The girl who didn't allow being touched

By: Satarupa Mishra

He came close to her. She swallowed a tear. He drew closer, cupped her face, looked into her eyes, and planted a long kiss. He wrapped his arms around her waist, and pulled her hard into his chest. And then, all of a sudden, like a woman possessed by a beastly spirit, she bit him on his lips and savagely pushed him away in haste. 



There he was, hit hard on the ground, with bloody cursed lips, and a shock that was harder than electrocution. After all, what was his fault? He loved her. And he thought she loved him too.
“O My God! What have I done? I love him!” she reminded herself in tears.
Out of embarrassment and fear, she bolted out of his apartment with disheveled hair and a red sniffling nose.

While physical intimacy is a core part of a man-woman relationship, Natasha feared it the most. Like any other girl in a middle class Indian family, Natasha was taught to preserve her virginity for her husband. But, like most other young Indian girls today, she knew she had to dismiss the rule for the sake of her birth right to the fourth basic instinct, sex.

Like a raging mule on fire, she kicked men out of her life every time they tried to strike a physical union with her. Dismissing them as ‘undeserving’, hardly did she contemplate what really made them ineligible. And then, on the verge of 30, she met a man, who was like an idol out of the poster. She confessed her love to him, and was ready to shed her blood and her skin for him. How would he have known that the same woman would punch him down on the ground when he tried to shed her clothes just to draw her closer to him!


Was she a lesbian? She was as straight as the raised phallus aroused by her.
    Did she suffer from inadequate sex drive? Her wild fantasies of a phantom lover could give Mills & Boons a complex.
    Did she have a body image issue? She was proud of her feminine curves and her mildly flawed skin.

So what was it then? In Natasha’s part of the world, getting intimate with a man is more about absolute surrender than about fun. Allowing a man to touch her private parts meant allowing him access to her well-kept secrets. And Natasha… was she willing to let out her secrets? Not really.




Natasha’s pride as a person also rested in her body. It was only her body; no one else’s. Every time a man touched her with a longing, she felt less worthy to make herself physically accessible to him. And every time men said things like, “You are mine… You are my territory… You belong to me…” Natasha had a hard time resisting a throw up. She was neither a land nor a property to belong to someone. In her mind, to belong meant to be enslaved.
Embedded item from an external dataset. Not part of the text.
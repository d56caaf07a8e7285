pub mod logging;

pub use logging::{init_default, init_from_env, init_logging, LoggingConfig};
Natasha was a free soul, an independent woman, well in command of her finances and her emotions. And such a woman was ready to commit her loyalty to a man, but wasn't ready to belong. She chose not to concede her body to a man for that would have given him a sense of extraordinary power of possession over her. After all, she was the sole mistress of her own throne. She had to uphold her freedom at all cost. But was she really upholding her freedom? By being sexually inaccessible to a man, Natasha was caging her own desires. How could it be a freedom that curbed down her sexual desires, fearing a submission to someone? 


Since a small age, Natasha was imparted that virginity is an exclusive gift she should offer to her husband. It also meant her vagina belonged to none, but her future husband. This kind of an idea indirectly gives enormous sense of power to a husband for he might unknowingly (or knowingly) begin to consider himself the supreme owner of a woman’s body, which, commonly gets vent through romantic expressions. Many Indian men (non-celibates included) strictly preferring virgin wife illustrates this fact. This is the reason why although premarital sex is common in India today, yet, somewhere in depth, when a man makes love to an unwed woman, there is a latent sense of victory in him (all the exceptions excluded). And Natasha didn't want to entertain such a victory to a man.

That way, although Natasha had dismissed the premarital virginity lesson in a flicker, she was still caged by it. She had no qualms about sex before marriage, of course. But she had it rooted in her mind that to have sex with a man meant to give him the power to possess her. What society didn't tell her is that sex doesn't only mean allowing a man to access her body; it also equally means reaping the ultimate pleasure out of a man.

Sex is as simple an activity as playing a fun evening game with a friend, or sharing ice-cream with a sibling - sheer pleasure, mutual acceptance and benefit. Sadly, people heedlessly attach dramatic importance to a woman's virginity (virginity also represents purity, remember?). Many women abide by the rule book; many escape this social pressure; but a few walk into a dark corner of psychological impasse where sex is nothing but dread and slavery. Natasha is an example of that psychological impasse.

Like Natasha, many women are encouraged to be financially independent, and be professionally equal to men today. Unfortunately, this independence and equality is still not encouraged in the sexual life of a woman.